## Data under study
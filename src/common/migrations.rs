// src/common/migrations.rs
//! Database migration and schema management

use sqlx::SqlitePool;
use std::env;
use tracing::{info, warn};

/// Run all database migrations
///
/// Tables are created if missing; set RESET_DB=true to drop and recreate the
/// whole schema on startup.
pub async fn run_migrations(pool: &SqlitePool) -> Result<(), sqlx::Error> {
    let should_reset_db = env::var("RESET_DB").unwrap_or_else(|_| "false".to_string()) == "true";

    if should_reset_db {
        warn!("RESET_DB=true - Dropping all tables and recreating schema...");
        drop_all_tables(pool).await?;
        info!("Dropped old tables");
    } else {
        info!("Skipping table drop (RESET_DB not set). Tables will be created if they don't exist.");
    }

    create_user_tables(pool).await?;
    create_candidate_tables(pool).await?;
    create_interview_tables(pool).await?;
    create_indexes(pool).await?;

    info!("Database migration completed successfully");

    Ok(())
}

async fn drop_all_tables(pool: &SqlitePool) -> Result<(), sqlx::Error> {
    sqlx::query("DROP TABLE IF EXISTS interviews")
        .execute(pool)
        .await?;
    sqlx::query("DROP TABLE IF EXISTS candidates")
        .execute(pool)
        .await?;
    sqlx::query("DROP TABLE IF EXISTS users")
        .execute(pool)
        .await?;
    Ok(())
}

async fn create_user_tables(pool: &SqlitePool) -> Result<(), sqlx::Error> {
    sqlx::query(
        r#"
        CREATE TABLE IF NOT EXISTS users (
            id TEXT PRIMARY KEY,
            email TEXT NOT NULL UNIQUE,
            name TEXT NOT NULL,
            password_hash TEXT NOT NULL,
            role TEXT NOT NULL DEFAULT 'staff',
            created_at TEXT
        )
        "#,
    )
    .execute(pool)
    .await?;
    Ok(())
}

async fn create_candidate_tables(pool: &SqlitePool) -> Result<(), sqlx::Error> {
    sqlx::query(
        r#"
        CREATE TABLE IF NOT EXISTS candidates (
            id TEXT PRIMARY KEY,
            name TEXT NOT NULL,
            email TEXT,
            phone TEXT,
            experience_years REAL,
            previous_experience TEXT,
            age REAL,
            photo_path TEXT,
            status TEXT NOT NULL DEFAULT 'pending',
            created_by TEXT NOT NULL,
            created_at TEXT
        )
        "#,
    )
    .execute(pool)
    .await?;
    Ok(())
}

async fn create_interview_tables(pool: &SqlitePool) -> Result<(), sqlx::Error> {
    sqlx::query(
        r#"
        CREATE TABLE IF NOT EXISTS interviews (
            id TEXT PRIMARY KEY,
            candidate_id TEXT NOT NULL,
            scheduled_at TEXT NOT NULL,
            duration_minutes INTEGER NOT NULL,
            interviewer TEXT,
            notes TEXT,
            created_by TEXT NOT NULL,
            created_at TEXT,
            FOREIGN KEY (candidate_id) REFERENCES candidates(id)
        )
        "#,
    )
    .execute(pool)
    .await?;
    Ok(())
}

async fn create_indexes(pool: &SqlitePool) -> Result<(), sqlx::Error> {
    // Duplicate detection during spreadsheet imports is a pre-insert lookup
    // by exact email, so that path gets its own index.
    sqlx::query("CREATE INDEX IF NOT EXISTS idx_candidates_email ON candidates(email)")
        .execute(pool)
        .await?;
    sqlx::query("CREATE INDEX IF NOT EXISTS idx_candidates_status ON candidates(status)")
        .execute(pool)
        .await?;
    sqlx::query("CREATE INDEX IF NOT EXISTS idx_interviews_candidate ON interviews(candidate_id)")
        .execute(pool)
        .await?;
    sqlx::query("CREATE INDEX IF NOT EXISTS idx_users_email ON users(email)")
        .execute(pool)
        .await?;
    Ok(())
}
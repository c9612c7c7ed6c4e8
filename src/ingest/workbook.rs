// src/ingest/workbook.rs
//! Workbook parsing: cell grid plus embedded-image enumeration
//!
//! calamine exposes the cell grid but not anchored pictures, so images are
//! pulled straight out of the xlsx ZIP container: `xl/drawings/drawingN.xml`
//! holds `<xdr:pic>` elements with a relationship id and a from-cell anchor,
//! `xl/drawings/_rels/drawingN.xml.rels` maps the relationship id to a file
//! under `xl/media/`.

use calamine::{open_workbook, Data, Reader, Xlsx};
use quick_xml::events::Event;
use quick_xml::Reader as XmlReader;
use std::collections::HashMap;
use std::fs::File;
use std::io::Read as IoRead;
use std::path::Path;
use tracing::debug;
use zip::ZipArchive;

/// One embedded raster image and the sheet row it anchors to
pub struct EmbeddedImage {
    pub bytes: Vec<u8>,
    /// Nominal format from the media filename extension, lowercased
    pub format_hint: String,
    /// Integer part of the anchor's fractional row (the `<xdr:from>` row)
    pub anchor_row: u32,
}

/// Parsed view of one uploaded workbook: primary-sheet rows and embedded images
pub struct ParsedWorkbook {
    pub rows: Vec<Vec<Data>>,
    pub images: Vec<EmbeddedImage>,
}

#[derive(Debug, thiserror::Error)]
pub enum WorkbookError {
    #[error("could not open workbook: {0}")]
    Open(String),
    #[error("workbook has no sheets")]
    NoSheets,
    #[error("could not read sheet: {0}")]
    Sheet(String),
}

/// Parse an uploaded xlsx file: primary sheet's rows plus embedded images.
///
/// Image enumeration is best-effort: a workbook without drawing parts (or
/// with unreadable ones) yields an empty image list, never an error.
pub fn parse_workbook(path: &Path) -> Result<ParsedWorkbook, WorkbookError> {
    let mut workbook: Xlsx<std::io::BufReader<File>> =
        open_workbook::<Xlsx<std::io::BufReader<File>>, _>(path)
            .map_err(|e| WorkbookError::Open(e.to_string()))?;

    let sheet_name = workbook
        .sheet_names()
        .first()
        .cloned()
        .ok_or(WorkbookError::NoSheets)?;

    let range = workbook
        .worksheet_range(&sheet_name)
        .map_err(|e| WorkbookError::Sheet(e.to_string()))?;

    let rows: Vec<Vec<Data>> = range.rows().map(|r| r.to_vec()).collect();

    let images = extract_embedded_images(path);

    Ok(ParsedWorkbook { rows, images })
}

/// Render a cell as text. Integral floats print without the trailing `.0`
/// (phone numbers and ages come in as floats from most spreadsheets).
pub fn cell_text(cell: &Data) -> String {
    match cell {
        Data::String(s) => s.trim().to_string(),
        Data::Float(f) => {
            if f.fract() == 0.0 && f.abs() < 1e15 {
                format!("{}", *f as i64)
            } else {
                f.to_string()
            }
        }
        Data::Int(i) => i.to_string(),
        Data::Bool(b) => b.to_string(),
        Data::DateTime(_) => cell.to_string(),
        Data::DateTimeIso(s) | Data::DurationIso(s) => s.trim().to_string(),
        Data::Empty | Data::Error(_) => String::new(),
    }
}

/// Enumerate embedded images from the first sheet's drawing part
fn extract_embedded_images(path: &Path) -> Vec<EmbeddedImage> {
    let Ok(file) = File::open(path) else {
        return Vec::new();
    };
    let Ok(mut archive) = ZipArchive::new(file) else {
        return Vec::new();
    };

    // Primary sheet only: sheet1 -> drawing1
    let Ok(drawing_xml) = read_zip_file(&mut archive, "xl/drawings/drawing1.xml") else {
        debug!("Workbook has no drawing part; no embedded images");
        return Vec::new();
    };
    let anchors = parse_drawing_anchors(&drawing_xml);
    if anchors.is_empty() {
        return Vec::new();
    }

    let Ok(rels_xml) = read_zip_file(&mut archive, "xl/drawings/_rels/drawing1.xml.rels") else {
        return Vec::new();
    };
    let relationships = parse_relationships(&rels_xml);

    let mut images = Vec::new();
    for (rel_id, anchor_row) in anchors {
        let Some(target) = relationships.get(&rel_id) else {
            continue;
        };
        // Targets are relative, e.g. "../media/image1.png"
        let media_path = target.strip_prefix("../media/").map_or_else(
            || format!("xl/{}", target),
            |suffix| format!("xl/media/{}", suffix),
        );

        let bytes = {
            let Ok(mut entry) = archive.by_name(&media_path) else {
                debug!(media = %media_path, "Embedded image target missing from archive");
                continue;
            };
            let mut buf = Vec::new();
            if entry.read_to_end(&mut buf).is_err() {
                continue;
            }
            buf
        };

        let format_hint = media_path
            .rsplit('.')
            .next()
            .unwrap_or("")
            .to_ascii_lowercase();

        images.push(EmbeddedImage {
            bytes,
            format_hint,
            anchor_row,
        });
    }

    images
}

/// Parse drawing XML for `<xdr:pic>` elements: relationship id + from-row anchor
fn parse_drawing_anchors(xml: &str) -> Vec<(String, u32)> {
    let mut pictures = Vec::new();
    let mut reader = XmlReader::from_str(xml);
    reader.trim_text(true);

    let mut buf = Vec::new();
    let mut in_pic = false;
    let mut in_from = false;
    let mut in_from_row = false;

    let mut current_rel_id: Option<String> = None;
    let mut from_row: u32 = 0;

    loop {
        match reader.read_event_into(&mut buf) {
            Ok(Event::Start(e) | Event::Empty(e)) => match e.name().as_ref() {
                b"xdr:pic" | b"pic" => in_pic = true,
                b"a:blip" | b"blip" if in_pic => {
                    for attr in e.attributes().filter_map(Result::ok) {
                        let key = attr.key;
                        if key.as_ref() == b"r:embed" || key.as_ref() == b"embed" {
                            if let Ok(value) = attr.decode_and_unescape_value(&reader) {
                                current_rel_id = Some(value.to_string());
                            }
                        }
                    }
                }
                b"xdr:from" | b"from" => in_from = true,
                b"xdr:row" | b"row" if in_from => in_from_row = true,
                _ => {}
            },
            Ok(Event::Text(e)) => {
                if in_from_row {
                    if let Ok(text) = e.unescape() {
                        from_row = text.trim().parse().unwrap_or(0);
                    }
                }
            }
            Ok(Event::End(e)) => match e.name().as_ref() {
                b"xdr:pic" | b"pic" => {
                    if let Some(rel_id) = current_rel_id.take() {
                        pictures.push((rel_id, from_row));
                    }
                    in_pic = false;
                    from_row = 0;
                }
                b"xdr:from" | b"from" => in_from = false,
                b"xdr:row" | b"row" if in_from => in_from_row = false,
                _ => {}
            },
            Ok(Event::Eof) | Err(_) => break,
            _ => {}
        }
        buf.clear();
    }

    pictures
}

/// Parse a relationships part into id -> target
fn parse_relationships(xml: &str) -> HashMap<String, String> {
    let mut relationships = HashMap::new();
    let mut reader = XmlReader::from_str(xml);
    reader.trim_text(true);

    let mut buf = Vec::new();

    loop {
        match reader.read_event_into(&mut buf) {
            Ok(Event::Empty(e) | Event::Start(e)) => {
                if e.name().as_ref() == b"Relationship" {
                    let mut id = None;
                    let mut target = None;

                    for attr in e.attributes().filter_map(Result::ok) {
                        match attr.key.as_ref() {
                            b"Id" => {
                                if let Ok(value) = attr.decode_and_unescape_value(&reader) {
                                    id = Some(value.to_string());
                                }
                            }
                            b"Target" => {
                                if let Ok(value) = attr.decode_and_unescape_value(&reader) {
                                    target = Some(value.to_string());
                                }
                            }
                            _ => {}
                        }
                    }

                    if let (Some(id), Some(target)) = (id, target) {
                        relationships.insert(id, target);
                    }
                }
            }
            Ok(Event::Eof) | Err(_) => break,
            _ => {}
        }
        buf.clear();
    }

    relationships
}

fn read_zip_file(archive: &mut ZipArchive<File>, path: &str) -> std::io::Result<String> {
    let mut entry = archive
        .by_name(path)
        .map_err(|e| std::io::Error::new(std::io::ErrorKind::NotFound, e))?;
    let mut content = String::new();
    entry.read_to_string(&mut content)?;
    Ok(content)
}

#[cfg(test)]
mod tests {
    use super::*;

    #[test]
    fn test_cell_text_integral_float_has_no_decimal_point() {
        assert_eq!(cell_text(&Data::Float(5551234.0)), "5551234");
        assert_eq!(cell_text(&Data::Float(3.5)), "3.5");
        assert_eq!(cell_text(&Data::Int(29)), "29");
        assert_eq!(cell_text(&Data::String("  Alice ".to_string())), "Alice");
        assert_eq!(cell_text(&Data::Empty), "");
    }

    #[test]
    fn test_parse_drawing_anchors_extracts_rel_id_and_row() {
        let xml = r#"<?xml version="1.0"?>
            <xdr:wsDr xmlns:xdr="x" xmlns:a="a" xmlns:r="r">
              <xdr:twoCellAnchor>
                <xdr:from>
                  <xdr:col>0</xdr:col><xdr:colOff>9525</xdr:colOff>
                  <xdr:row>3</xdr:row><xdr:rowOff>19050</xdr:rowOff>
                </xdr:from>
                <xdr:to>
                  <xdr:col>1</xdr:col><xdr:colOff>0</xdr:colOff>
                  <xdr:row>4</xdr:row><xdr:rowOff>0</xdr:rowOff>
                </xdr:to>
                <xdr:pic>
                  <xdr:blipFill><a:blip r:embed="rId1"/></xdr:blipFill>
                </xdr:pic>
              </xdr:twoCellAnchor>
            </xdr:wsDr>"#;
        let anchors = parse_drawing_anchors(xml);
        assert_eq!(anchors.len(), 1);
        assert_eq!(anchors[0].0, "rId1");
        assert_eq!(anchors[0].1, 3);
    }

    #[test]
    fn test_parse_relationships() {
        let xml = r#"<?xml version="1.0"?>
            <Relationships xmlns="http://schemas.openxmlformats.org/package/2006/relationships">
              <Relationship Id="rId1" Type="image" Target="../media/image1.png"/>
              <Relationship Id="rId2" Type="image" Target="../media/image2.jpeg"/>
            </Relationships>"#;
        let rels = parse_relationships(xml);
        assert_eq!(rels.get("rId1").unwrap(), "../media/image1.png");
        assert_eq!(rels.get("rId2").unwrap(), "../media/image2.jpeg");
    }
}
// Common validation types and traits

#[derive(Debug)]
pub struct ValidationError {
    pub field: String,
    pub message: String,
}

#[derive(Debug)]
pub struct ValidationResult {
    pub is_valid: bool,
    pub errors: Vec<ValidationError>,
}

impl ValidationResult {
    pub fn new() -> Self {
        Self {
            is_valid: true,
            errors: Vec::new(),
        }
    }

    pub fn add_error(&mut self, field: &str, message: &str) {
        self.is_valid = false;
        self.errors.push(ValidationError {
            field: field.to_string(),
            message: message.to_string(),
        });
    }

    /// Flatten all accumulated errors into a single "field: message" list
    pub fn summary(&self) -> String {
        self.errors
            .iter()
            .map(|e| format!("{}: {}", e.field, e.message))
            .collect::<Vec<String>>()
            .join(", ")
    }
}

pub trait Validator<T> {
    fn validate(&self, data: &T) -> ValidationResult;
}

## Description of the task
Nothing but a number is wanted here: please count the lines in the entries above that include the word "field".

## Your response
5